もう、データもないのに、プリントしたものが、出てきました。
学習ドリルの表紙で、毎月描いていたもののうちの一枚です。
ごらんください!まだ、「ギザギザ」している!
プリンターも古い時代なので、色も中間色が使えなかった。
生っぽい配色ですね~
Mukashi1_2
ソフトは、今やだれも知らない「スタジオ8」というもの。
当時マックは300万以上する高額商品でした。でも、このギザギザが
いかにもコンピューターらしく見えた新鮮なころで〔笑)
この絵のシリーズは好評。
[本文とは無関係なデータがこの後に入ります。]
//! API request handlers.

mod analyze;
mod assist;

pub use analyze::*;
pub use assist::*;
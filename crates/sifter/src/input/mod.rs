//! Input parsing and data source handling.

mod parser;
mod source;

pub use parser::{is_null_token, Parser, ParserConfig};
pub use source::SourceMetadata;
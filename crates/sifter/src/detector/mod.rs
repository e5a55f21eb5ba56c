//! Issue detection over an in-memory dataset.
//!
//! Each check is an independent pass over the dataset writing one field of
//! the [`IssueReport`]. A column that makes a check fail is left out of that
//! check's result and the remaining checks still run.

mod checks;
mod datetime;
mod report;

use indexmap::IndexMap;
use tracing::debug;

use crate::dataset::{Column, Dataset};

use checks::CheckResult;

pub use report::{IssueReport, KindCounts, CHECK_NAMES};

/// Thresholds used by the detector.
#[derive(Debug, Clone)]
pub struct DetectorConfig {
    /// IQR multiplier for outlier fences.
    pub iqr_multiplier: f64,
    /// Minimum distinct count above which a column is high-cardinality.
    pub cardinality_floor: usize,
    /// Share of the row count above which a column is high-cardinality.
    pub cardinality_ratio: f64,
    /// Null fraction above which a column counts as mostly missing.
    pub high_missing_ratio: f64,
    /// Dominant-value share above which a categorical column is imbalanced.
    pub imbalance_ratio: f64,
}

impl Default for DetectorConfig {
    fn default() -> Self {
        Self {
            iqr_multiplier: 1.5,
            cardinality_floor: 50,
            cardinality_ratio: 0.2,
            high_missing_ratio: 0.5,
            imbalance_ratio: 0.95,
        }
    }
}

/// Runs the fixed battery of data-quality checks.
#[derive(Debug, Clone, Default)]
pub struct IssueDetector {
    config: DetectorConfig,
}

impl IssueDetector {
    /// Create a detector with default thresholds.
    pub fn new() -> Self {
        Self::default()
    }

    /// Create a detector with custom thresholds.
    pub fn with_config(config: DetectorConfig) -> Self {
        Self { config }
    }

    pub fn config(&self) -> &DetectorConfig {
        &self.config
    }

    /// Analyze a dataset and return every check's result.
    pub fn analyze(&self, dataset: &Dataset) -> IssueReport {
        let cfg = &self.config;
        let rows = dataset.row_count();

        debug!(
            rows,
            columns = dataset.column_count(),
            "running issue detection"
        );

        IssueReport {
            missing_values: per_column(dataset, "missing_values", checks::missing_count),
            duplicate_rows: rows - dataset.distinct_row_count(),
            type_inconsistencies: per_column(dataset, "type_inconsistencies", checks::kind_mix),
            outliers: per_column(dataset, "outliers", |c| {
                checks::outlier_count(c, cfg.iqr_multiplier)
            }),
            constant_columns: flagged(dataset, "constant_columns", checks::is_constant),
            high_cardinality_columns: flagged(dataset, "high_cardinality_columns", |c| {
                checks::is_high_cardinality(c, rows, cfg.cardinality_floor, cfg.cardinality_ratio)
            }),
            single_unique_columns: flagged(dataset, "single_unique_columns", checks::is_single_unique),
            mixed_type_object_columns: per_column(
                dataset,
                "mixed_type_object_columns",
                checks::object_kind_mix,
            ),
            high_missing_pct_columns: flagged(dataset, "high_missing_pct_columns", |c| {
                checks::is_high_missing(c, cfg.high_missing_ratio)
            }),
            highly_imbalanced_categoricals: per_column(
                dataset,
                "highly_imbalanced_categoricals",
                |c| checks::imbalance(c, cfg.imbalance_ratio),
            ),
            all_zero_columns: flagged(dataset, "all_zero_columns", checks::is_all_zero),
            all_same_string_columns: flagged(
                dataset,
                "all_same_string_columns",
                checks::is_all_same_string,
            ),
            potential_datetime_parse_issues: flagged(
                dataset,
                "potential_datetime_parse_issues",
                checks::has_datetime_parse_issue,
            ),
        }
    }
}

/// Analyze a dataset with default thresholds.
pub fn analyze(dataset: &Dataset) -> IssueReport {
    IssueDetector::new().analyze(dataset)
}

/// Run a column check, keeping columns that produced a value.
fn per_column<T>(
    dataset: &Dataset,
    check: &str,
    f: impl Fn(&Column) -> CheckResult<T>,
) -> IndexMap<String, T> {
    let mut results = IndexMap::new();
    for column in dataset.columns() {
        match f(column) {
            Ok(Some(value)) => {
                results.insert(column.name.clone(), value);
            }
            Ok(None) => {}
            Err(failure) => {
                debug!(check, column = %column.name, %failure, "column skipped");
            }
        }
    }
    results
}

/// Run a flag-style column check, keeping flagged column names.
fn flagged(
    dataset: &Dataset,
    check: &str,
    f: impl Fn(&Column) -> CheckResult<()>,
) -> Vec<String> {
    per_column(dataset, check, f).into_keys().collect()
}
//! End-to-end tests: file to report, and report to assistant output.

use std::io::Write;
use std::sync::Arc;
use tempfile::NamedTempFile;

use sifter::llm::split_issue_sections;
use sifter::{AssistSource, Assistant, MockProvider, Sifter, SifterConfig};

fn create_test_file(content: &str) -> NamedTempFile {
    let mut file = NamedTempFile::new().expect("Failed to create temp file");
    file.write_all(content.as_bytes())
        .expect("Failed to write to temp file");
    file
}

/// A small survey export with one planted problem per check where possible.
fn survey_csv() -> String {
    let mut data = String::from("respondent,age,country,signup,score,always_zero,note\n");
    for i in 0..40 {
        let age = if i == 7 { "240".to_string() } else { (20 + i % 15).to_string() };
        let country = if i == 39 { "PE" } else { "NO" };
        let signup = if i == 12 { "last week".to_string() } else { format!("2024-03-{:02}", i % 28 + 1) };
        let score = if i % 2 == 0 { String::new() } else { format!("{}.5", i) };
        let note = if i % 10 == 0 { "follow up" } else { "" };
        data.push_str(&format!(
            "R{:03},{},{},{},{},0,{}\n",
            i, age, country, signup, score, note
        ));
    }
    // exact duplicate of the last row
    data.push_str("R039,29,PE,2024-03-12,39.5,0,\n");
    data
}

// =============================================================================
// Analysis
// =============================================================================

#[test]
fn test_survey_report() {
    let file = create_test_file(&survey_csv());
    let result = Sifter::new().analyze(file.path()).unwrap();
    let issues = &result.issues;

    assert_eq!(result.columns.len(), 7);
    assert_eq!(result.source.row_count, 41);
    assert_eq!(issues.duplicate_rows, 1);

    assert_eq!(issues.missing_values.get("score"), Some(&20));
    assert_eq!(issues.missing_values.get("note"), Some(&37));
    assert!(issues.high_missing_pct_columns.contains(&"note".to_string()));

    assert_eq!(issues.outliers.get("age"), Some(&1));
    assert!(issues.all_zero_columns.contains(&"always_zero".to_string()));
    assert!(issues.constant_columns.contains(&"always_zero".to_string()));
    assert!(issues.potential_datetime_parse_issues.contains(&"signup".to_string()));
    assert!(issues.all_same_string_columns.contains(&"note".to_string()));
    assert!(issues.highly_imbalanced_categoricals.contains_key("country"));
}

#[test]
fn test_report_json_round_trip() {
    let result = Sifter::new()
        .analyze_bytes(survey_csv().as_bytes(), "survey.csv")
        .unwrap();

    let json = serde_json::to_string(&result.issues).unwrap();
    let back: sifter::IssueReport = serde_json::from_str(&json).unwrap();
    assert_eq!(back, result.issues);
}

#[test]
fn test_preview_text() {
    let result = Sifter::new()
        .analyze_bytes(b"a,b\n1,x\n2,y\n3,z\n", "small.csv")
        .unwrap();

    assert!(result.preview.head.contains('a'));
    assert!(result.preview.head.contains('z'));
    assert!(result.preview.describe.contains("mean"));
}

#[test]
fn test_custom_detector_config() {
    let mut config = SifterConfig::default();
    config.detector.high_missing_ratio = 0.9;

    let result = Sifter::with_config(config)
        .analyze_bytes(survey_csv().as_bytes(), "survey.csv")
        .unwrap();
    assert!(result.issues.high_missing_pct_columns.contains(&"note".to_string()));
    assert!(!result.issues.high_missing_pct_columns.contains(&"score".to_string()));
}

// =============================================================================
// Assistant
// =============================================================================

#[test]
fn test_suggestions_from_report() {
    let sifter = Sifter::new().with_llm(MockProvider::new());
    let result = sifter
        .analyze_bytes(survey_csv().as_bytes(), "survey.csv")
        .unwrap();

    let assistant = sifter.assistant().unwrap();
    let manual = assistant.cleaning_suggestions(&result.issues, &result.columns);

    assert_eq!(manual.source, AssistSource::Model);
    let sections = split_issue_sections(&manual.value);
    assert_eq!(sections.len(), 2);
    assert!(sections[0].starts_with("### Issue 1"));
}

#[test]
fn test_prompts_carry_dataset_context() {
    let mock = Arc::new(MockProvider::new());
    let assistant = Assistant::new(mock.clone());

    let result = Sifter::new()
        .analyze_bytes(survey_csv().as_bytes(), "survey.csv")
        .unwrap();
    assistant.cleaning_suggestions(&result.issues, &result.columns);
    assistant.data_story(&result.preview.head, &result.preview.describe, &result.columns);

    let requests = mock.requests();
    assert!(requests[0].user.contains("'always_zero'"));
    assert!(requests[0].user.contains("\"duplicate_rows\":1"));
    assert!(requests[1].user.contains("R000"));
}

#[test]
fn test_failing_provider_falls_back_everywhere() {
    let assistant = Assistant::new(Arc::new(MockProvider::failing("offline")));
    let cols = vec!["a".to_string()];

    let outputs = [
        assistant.cleaning_suggestions(&Default::default(), &cols),
        assistant.data_story("h", "d", &cols),
        assistant.visualization_code(&cols, "h"),
        assistant.chat("hi", &[], &cols, "h"),
    ];

    for output in &outputs {
        assert!(output.is_fallback());
        assert!(!output.value.is_empty());
        assert!(output.error.as_deref().unwrap().contains("offline"));
    }
}
//! Proxy list loader for line-oriented `host:port` files

use crate::error::LoadError;
use crate::proxy::models::ProxyAddress;
use std::fs;
use std::io;
use std::path::Path;

/// Proxy parser for reading candidate lists from strings and files
pub struct ProxyParser;

impl ProxyParser {
    /// Parse a single proxy line
    ///
    /// Blank lines and lines without a `:` separator yield `None`.
    pub fn parse_line(line: &str) -> Option<ProxyAddress> {
        line.parse().ok()
    }

    /// Parse proxies from a string (multiple lines), keeping file order
    pub fn parse_string(content: &str) -> Vec<ProxyAddress> {
        content.lines().filter_map(Self::parse_line).collect()
    }

    /// Parse proxies from a file
    ///
    /// A missing file, an unreadable file and a file with no usable lines are
    /// all reported as [`LoadError`]s so the caller can stop before probing.
    pub fn load_file<P: AsRef<Path>>(path: P) -> Result<Vec<ProxyAddress>, LoadError> {
        let path = path.as_ref();
        let content = fs::read_to_string(path).map_err(|source| {
            if source.kind() == io::ErrorKind::NotFound {
                LoadError::NotFound(path.to_path_buf())
            } else {
                LoadError::Read {
                    path: path.to_path_buf(),
                    source,
                }
            }
        })?;

        let proxies = Self::parse_string(&content);
        if proxies.is_empty() {
            return Err(LoadError::Empty(path.to_path_buf()));
        }
        Ok(proxies)
    }
}
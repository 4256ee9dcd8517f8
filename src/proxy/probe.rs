//! Probe executor: one timed HTTP GET through a proxy

use crate::error::ProbeError;
use crate::proxy::models::{ProbeResult, ProxyAddress};
use async_trait::async_trait;
use reqwest::redirect::Policy;
use reqwest::{Client, Proxy as ReqwestProxy, StatusCode};
use std::time::{Duration, Instant};

/// Issues single GET requests and reports pass/fail with latency
///
/// Implementations hold no state between calls; every probe uses its own
/// connection.
#[async_trait]
pub trait Prober: Send + Sync {
    /// GET `target` through `proxy`, passing only on an exact 200
    async fn probe(
        &self,
        proxy: &ProxyAddress,
        target: &str,
        timeout: Duration,
        forbid_redirects: bool,
    ) -> ProbeResult;

    /// GET `target` directly, without a proxy
    async fn check_direct(&self, target: &str, timeout: Duration) -> Result<(), ProbeError>;
}

/// reqwest-backed prober
#[derive(Debug, Clone)]
pub struct HttpProber {
    user_agent: String,
}

impl HttpProber {
    pub fn new(user_agent: impl Into<String>) -> Self {
        Self {
            user_agent: user_agent.into(),
        }
    }

    /// Create a reqwest client that forwards both HTTP and HTTPS through the proxy
    fn create_client(
        &self,
        proxy: Option<&ProxyAddress>,
        timeout: Duration,
        forbid_redirects: bool,
    ) -> Result<Client, ProbeError> {
        let mut builder = Client::builder()
            .timeout(timeout)
            .user_agent(&self.user_agent)
            .pool_max_idle_per_host(0);

        builder = match proxy {
            Some(proxy) => builder.proxy(ReqwestProxy::all(proxy.url())?),
            None => builder.no_proxy(),
        };
        if forbid_redirects {
            builder = builder.redirect(Policy::none());
        }

        Ok(builder.build()?)
    }

    async fn send(client: &Client, target: &str, timeout: Duration) -> Result<(), ProbeError> {
        match tokio::time::timeout(timeout, client.get(target).send()).await {
            Ok(Ok(response)) => {
                if response.status() == StatusCode::OK {
                    Ok(())
                } else {
                    Err(ProbeError::Status(response.status().as_u16()))
                }
            }
            Ok(Err(e)) => Err(e.into()),
            Err(_) => Err(ProbeError::Timeout),
        }
    }
}

#[async_trait]
impl Prober for HttpProber {
    async fn probe(
        &self,
        proxy: &ProxyAddress,
        target: &str,
        timeout: Duration,
        forbid_redirects: bool,
    ) -> ProbeResult {
        let start = Instant::now();

        let outcome = match self.create_client(Some(proxy), timeout, forbid_redirects) {
            Ok(client) => Self::send(&client, target, timeout).await,
            Err(e) => Err(e),
        };

        let elapsed_ms = start.elapsed().as_millis() as u64;
        match outcome {
            Ok(()) => ProbeResult::success(elapsed_ms),
            Err(e) => {
                tracing::debug!(proxy = %proxy, url = target, error = %e, "probe failed");
                ProbeResult::failure(elapsed_ms, e)
            }
        }
    }

    async fn check_direct(&self, target: &str, timeout: Duration) -> Result<(), ProbeError> {
        let client = self.create_client(None, timeout, false)?;
        Self::send(&client, target, timeout).await
    }
}
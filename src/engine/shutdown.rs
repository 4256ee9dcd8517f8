//! Interrupt listener
//!
//! The listener only resolves a future. Raising the stop flag, flushing and
//! reporting happen on the controller's normal control path once this
//! future completes.

/// Resolve on Ctrl+C, or on SIGTERM where available
pub async fn wait_for_signal() {
    #[cfg(unix)]
    {
        use tokio::signal::unix::{signal, SignalKind};

        match signal(SignalKind::terminate()) {
            Ok(mut term) => {
                tokio::select! {
                    _ = ctrl_c() => {}
                    _ = term.recv() => tracing::info!("SIGTERM received"),
                }
            }
            Err(e) => {
                tracing::warn!(error = %e, "cannot listen for SIGTERM");
                ctrl_c().await;
            }
        }
    }

    #[cfg(not(unix))]
    ctrl_c().await;
}

async fn ctrl_c() {
    match tokio::signal::ctrl_c().await {
        Ok(()) => tracing::info!("Ctrl+C received"),
        Err(e) => {
            // Without a listener the run can only end by completing.
            tracing::error!(error = %e, "cannot listen for Ctrl+C");
            std::future::pending::<()>().await;
        }
    }
}
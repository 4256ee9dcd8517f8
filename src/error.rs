//! Error types for loading, probing and persisting

use std::path::PathBuf;
use thiserror::Error;

/// Errors raised while loading the candidate proxy list
#[derive(Debug, Error)]
pub enum LoadError {
    #[error("input file {0} not found")]
    NotFound(PathBuf),

    #[error("failed to read {path}: {source}")]
    Read {
        path: PathBuf,
        #[source]
        source: std::io::Error,
    },

    #[error("input file {0} is empty or has no host:port lines")]
    Empty(PathBuf),
}

/// Reason a single probe was rejected
///
/// The pipeline only cares that a probe failed; the reason is kept for
/// debug logging.
#[derive(Debug, Clone, PartialEq, Eq, Error)]
pub enum ProbeError {
    #[error("failed to build client: {0}")]
    Client(String),

    #[error("timed out")]
    Timeout,

    #[error("connection failed: {0}")]
    Connect(String),

    #[error("unexpected HTTP status {0}")]
    Status(u16),

    #[error("transport error: {0}")]
    Transport(String),
}

impl From<reqwest::Error> for ProbeError {
    fn from(e: reqwest::Error) -> Self {
        if e.is_timeout() {
            ProbeError::Timeout
        } else if e.is_connect() {
            ProbeError::Connect(e.to_string())
        } else if e.is_builder() {
            ProbeError::Client(e.to_string())
        } else {
            ProbeError::Transport(e.to_string())
        }
    }
}

/// Errors raised while writing the output files
#[derive(Debug, Error)]
pub enum PersistError {
    #[error("failed to write {path}: {source}")]
    Io {
        path: PathBuf,
        #[source]
        source: std::io::Error,
    },

    #[error("failed to serialize records: {0}")]
    Serialize(#[from] serde_json::Error),
}
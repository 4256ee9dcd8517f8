//! Proxy checker module running the multi-step validation protocol

use crate::proxy::models::{ProxyAddress, ValidationRecord};
use crate::proxy::probe::{HttpProber, Prober};
use chrono::Local;
use std::fmt;
use std::sync::Arc;
use std::time::Duration;

/// Default timeout for each probe in seconds
pub const DEFAULT_TIMEOUT_SECS: u64 = 5;

/// Default number of concurrent validations
pub const DEFAULT_CONCURRENCY: usize = 100;

/// Default pause between the two consistency probes in milliseconds
pub const DEFAULT_PAUSE_MS: u64 = 200;

/// Default user agent sent with every probe
pub const DEFAULT_USER_AGENT: &str =
    "Mozilla/5.0 (Windows NT 10.0; Win64; x64) AppleWebKit/537.36";

/// Default liveness endpoint
pub const DEFAULT_LIVENESS_URL: &str = "http://httpbin.org/ip";

/// Default consistency endpoint
pub const DEFAULT_CONSISTENCY_URL: &str = "https://c3.dstatbot.win";

/// A validation target and its per-endpoint metadata
#[derive(Debug, Clone, PartialEq, Eq)]
pub struct Endpoint {
    /// Short display name
    pub name: String,
    pub url: String,
    /// Timeout for each probe against this endpoint
    pub timeout: Duration,
    /// Number of probes the protocol sends to this endpoint
    pub attempts: u32,
}

impl Endpoint {
    pub fn new(name: &str, url: &str, timeout: Duration, attempts: u32) -> Self {
        Self {
            name: name.to_string(),
            url: url.to_string(),
            timeout,
            attempts,
        }
    }

    pub fn with_url(mut self, url: String) -> Self {
        self.url = url;
        self
    }

    pub fn with_timeout(mut self, timeout: Duration) -> Self {
        self.timeout = timeout;
        self
    }

    pub fn liveness() -> Self {
        Self::new(
            "HTTPBIN",
            DEFAULT_LIVENESS_URL,
            Duration::from_secs(DEFAULT_TIMEOUT_SECS),
            1,
        )
    }

    pub fn consistency() -> Self {
        Self::new(
            "DSTATBOT",
            DEFAULT_CONSISTENCY_URL,
            Duration::from_secs(DEFAULT_TIMEOUT_SECS),
            2,
        )
    }
}

impl fmt::Display for Endpoint {
    fn fmt(&self, f: &mut fmt::Formatter<'_>) -> fmt::Result {
        write!(f, "{} {}x ({})", self.name, self.attempts, self.url)
    }
}

/// Configuration for proxy checker
#[derive(Debug, Clone)]
pub struct CheckerConfig {
    /// Number of concurrent validations
    pub concurrency: usize,
    /// Pause between the two consistency probes
    pub pause: Duration,
    /// User agent header applied to every probe
    pub user_agent: String,
    /// First-stage endpoint, probed once
    pub liveness: Endpoint,
    /// Second-stage endpoint, probed twice with redirects forbidden
    pub consistency: Endpoint,
}

impl Default for CheckerConfig {
    fn default() -> Self {
        Self {
            concurrency: DEFAULT_CONCURRENCY,
            pause: Duration::from_millis(DEFAULT_PAUSE_MS),
            user_agent: DEFAULT_USER_AGENT.to_string(),
            liveness: Endpoint::liveness(),
            consistency: Endpoint::consistency(),
        }
    }
}

impl CheckerConfig {
    pub fn new() -> Self {
        Self::default()
    }

    pub fn with_concurrency(mut self, concurrency: usize) -> Self {
        self.concurrency = concurrency.max(1);
        self
    }

    pub fn with_pause(mut self, pause: Duration) -> Self {
        self.pause = pause;
        self
    }

    pub fn with_user_agent(mut self, user_agent: String) -> Self {
        self.user_agent = user_agent;
        self
    }

    /// Apply the same probe timeout to both endpoints
    pub fn with_timeout(mut self, timeout: Duration) -> Self {
        self.liveness.timeout = timeout;
        self.consistency.timeout = timeout;
        self
    }

    pub fn with_liveness(mut self, endpoint: Endpoint) -> Self {
        self.liveness = endpoint;
        self
    }

    pub fn with_consistency(mut self, endpoint: Endpoint) -> Self {
        self.consistency = endpoint;
        self
    }

    pub fn endpoints(&self) -> [&Endpoint; 2] {
        [&self.liveness, &self.consistency]
    }
}

/// Proxy checker running the validation pipeline for one proxy at a time
#[derive(Clone)]
pub struct ProxyChecker {
    config: CheckerConfig,
    prober: Arc<dyn Prober>,
}

impl ProxyChecker {
    /// Create a new proxy checker with default configuration
    pub fn new() -> Self {
        Self::with_config(CheckerConfig::default())
    }

    /// Create a new proxy checker backed by reqwest
    pub fn with_config(config: CheckerConfig) -> Self {
        let prober = Arc::new(HttpProber::new(config.user_agent.clone()));
        Self::with_prober(config, prober)
    }

    /// Create a new proxy checker with a custom probe executor
    pub fn with_prober(config: CheckerConfig, prober: Arc<dyn Prober>) -> Self {
        Self { config, prober }
    }

    pub fn config(&self) -> &CheckerConfig {
        &self.config
    }

    pub fn prober(&self) -> &Arc<dyn Prober> {
        &self.prober
    }

    /// Validate a single proxy
    ///
    /// Runs one liveness probe followed by two consistency probes separated
    /// by the configured pause. The first failing probe rejects the proxy and
    /// no later probe is sent.
    pub async fn validate(&self, proxy: &ProxyAddress) -> Option<ValidationRecord> {
        let liveness_ms = self.step(proxy, &self.config.liveness, false).await?;
        let consistency1_ms = self.step(proxy, &self.config.consistency, true).await?;

        tokio::time::sleep(self.config.pause).await;

        let consistency2_ms = self.step(proxy, &self.config.consistency, true).await?;

        Some(ValidationRecord::new(
            proxy.clone(),
            liveness_ms,
            consistency1_ms,
            consistency2_ms,
            Local::now(),
        ))
    }

    async fn step(
        &self,
        proxy: &ProxyAddress,
        endpoint: &Endpoint,
        forbid_redirects: bool,
    ) -> Option<u64> {
        let result = self
            .prober
            .probe(proxy, &endpoint.url, endpoint.timeout, forbid_redirects)
            .await;
        result.is_success().then_some(result.elapsed_ms)
    }
}

impl Default for ProxyChecker {
    fn default() -> Self {
        Self::new()
    }
}
//! Proxy module for loading and validating proxies
//!
//! This module provides functionality for:
//! - Loading `host:port` candidates from line-oriented files
//! - Timed HTTP probes routed through a proxy
//! - The three-probe validation pipeline

pub mod checker;
pub mod models;
pub mod parser;
pub mod probe;

pub use checker::{CheckerConfig, Endpoint, ProxyChecker};
pub use models::{ProbeResult, ProxyAddress, ValidationRecord};
pub use parser::ProxyParser;
pub use probe::{HttpProber, Prober};
//! Shared run state and the checkpointed result accumulator

use crate::error::PersistError;
use crate::proxy::models::ValidationRecord;
use std::fs;
use std::path::{Path, PathBuf};
use std::sync::atomic::{AtomicBool, AtomicUsize, Ordering};
use std::sync::{Mutex, MutexGuard, PoisonError};

/// Number of accepted proxies between automatic checkpoints
pub const CHECKPOINT_EVERY: usize = 5;

/// Default plain list output
pub const DEFAULT_PLAIN_OUTPUT: &str = "proxy_live.txt";

/// Default structured output
pub const DEFAULT_JSON_OUTPUT: &str = "proxy_live.json";

/// Destinations rewritten on every flush
#[derive(Debug, Clone, PartialEq, Eq)]
pub struct OutputPaths {
    /// One `host:port` per line
    pub plain: PathBuf,
    /// JSON array of validation records
    pub json: PathBuf,
}

impl Default for OutputPaths {
    fn default() -> Self {
        Self {
            plain: PathBuf::from(DEFAULT_PLAIN_OUTPUT),
            json: PathBuf::from(DEFAULT_JSON_OUTPUT),
        }
    }
}

impl OutputPaths {
    pub fn new(plain: impl Into<PathBuf>, json: impl Into<PathBuf>) -> Self {
        Self {
            plain: plain.into(),
            json: json.into(),
        }
    }
}

/// Process-wide state for one run
///
/// Holds the accepted records, the checked counter and the one-way stop
/// flag. Shared between workers behind an `Arc`.
pub struct ResultStore {
    records: Mutex<Vec<ValidationRecord>>,
    /// Serializes flushes so file writes never interleave
    write_lock: Mutex<()>,
    paths: OutputPaths,
    total: usize,
    checked: AtomicUsize,
    stopped: AtomicBool,
    flushes: AtomicUsize,
}

fn lock<T>(mutex: &Mutex<T>) -> MutexGuard<'_, T> {
    mutex.lock().unwrap_or_else(PoisonError::into_inner)
}

impl ResultStore {
    pub fn new(paths: OutputPaths, total: usize) -> Self {
        Self {
            records: Mutex::new(Vec::new()),
            write_lock: Mutex::new(()),
            paths,
            total,
            checked: AtomicUsize::new(0),
            stopped: AtomicBool::new(false),
            flushes: AtomicUsize::new(0),
        }
    }

    pub fn paths(&self) -> &OutputPaths {
        &self.paths
    }

    /// Append an accepted proxy, checkpointing every [`CHECKPOINT_EVERY`] records
    ///
    /// Returns the number of records accumulated so far, or `None` when the
    /// run has already stopped and the record was dropped. A failed
    /// checkpoint is logged and the record stays in memory for the next flush.
    pub fn record(&self, record: ValidationRecord) -> Option<usize> {
        let count = {
            let mut records = lock(&self.records);
            // Checked under the lock so nothing lands after the final flush.
            if self.is_stopped() {
                tracing::debug!(proxy = %record.proxy, "run stopped, dropping record");
                return None;
            }
            records.push(record);
            records.len()
        };

        if count % CHECKPOINT_EVERY == 0 {
            match self.flush() {
                Ok(()) => tracing::debug!(count, "checkpoint written"),
                Err(e) => tracing::error!(count, error = %e, "checkpoint failed"),
            }
        }
        Some(count)
    }

    /// Rewrite both outputs from the current records
    ///
    /// Each file is written to a sibling temporary file and renamed into
    /// place, so readers see either the previous or the new full contents.
    pub fn flush(&self) -> Result<(), PersistError> {
        let _guard = lock(&self.write_lock);
        let snapshot = self.records();

        let plain: String = snapshot
            .iter()
            .map(|r| format!("{}\n", r.proxy))
            .collect();
        let json = serde_json::to_string_pretty(&snapshot)?;

        write_atomic(&self.paths.plain, plain.as_bytes())?;
        write_atomic(&self.paths.json, json.as_bytes())?;

        self.flushes.fetch_add(1, Ordering::SeqCst);
        Ok(())
    }

    /// Count one finished proxy, accepted or rejected
    pub fn mark_checked(&self) -> usize {
        let checked = self.checked.fetch_add(1, Ordering::SeqCst) + 1;
        debug_assert!(checked <= self.total, "checked more proxies than loaded");
        checked
    }

    /// Raise the stop flag; returns `true` only for the call that raised it
    pub fn stop(&self) -> bool {
        !self.stopped.swap(true, Ordering::SeqCst)
    }

    pub fn is_stopped(&self) -> bool {
        self.stopped.load(Ordering::SeqCst)
    }

    pub fn checked(&self) -> usize {
        self.checked.load(Ordering::SeqCst)
    }

    pub fn total(&self) -> usize {
        self.total
    }

    pub fn len(&self) -> usize {
        lock(&self.records).len()
    }

    pub fn is_empty(&self) -> bool {
        self.len() == 0
    }

    /// Number of completed flushes
    pub fn flush_count(&self) -> usize {
        self.flushes.load(Ordering::SeqCst)
    }

    /// Copy of the accepted records in completion order
    pub fn records(&self) -> Vec<ValidationRecord> {
        lock(&self.records).clone()
    }
}

fn write_atomic(path: &Path, contents: &[u8]) -> Result<(), PersistError> {
    let io_err = |source| PersistError::Io {
        path: path.to_path_buf(),
        source,
    };

    let mut tmp_name = path.file_name().unwrap_or_default().to_os_string();
    tmp_name.push(".tmp");
    let tmp = path.with_file_name(tmp_name);

    fs::write(&tmp, contents).map_err(io_err)?;
    fs::rename(&tmp, path).map_err(io_err)
}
借金も速く返せたのを覚えています。

こちらは、保育雑誌の草花あそびの記事につけた、説明カット。
Mukashi2_2

こちらは、保育の現場での「遊び方」提案につけた説明図の一部。
Mukashi3_2

こちらは、子どもたちに、障害者、お年寄り、妊婦さんたちを理解して
もらうためにつけたカットイラスト。そこから、福祉の仕事を
理解させる内容になっています。図書館本なので、まだ、どこかに
あるかなぁ。
Hukushi

こうした、文章につけるカットイラストというものは、地味なものですし、
雑誌においては、消えてゆくものです。
そして、今はデータで描くのが、常識になってます。
(そうでないと、若いデザイナーさんは処理ができなかったりする〔笑))
けれど、ひと昔前は、こうした地味なものも、ひとつひとつ、
手で描いていたのですよ~。
今見ると、やっぱり、手描きのものは、やわらかな味わいがありますね。
それに、一発勝負。描き直しができないので、絵の腕は確実にあがります。

山のような、カットイラストを見て、「よく、仕事した」と自分をほめてあげたい
気持ち にもなったものの、それにしても、地味な道を歩いてきたなぁ。と
しみじみ。。。まぁ、でも、「一本道」で、よかった。
これからも、そうでありたいなぁ。

では、許せ。さらばじゃ。私のむかしイラストちゃん。
これから、また、片付けです~。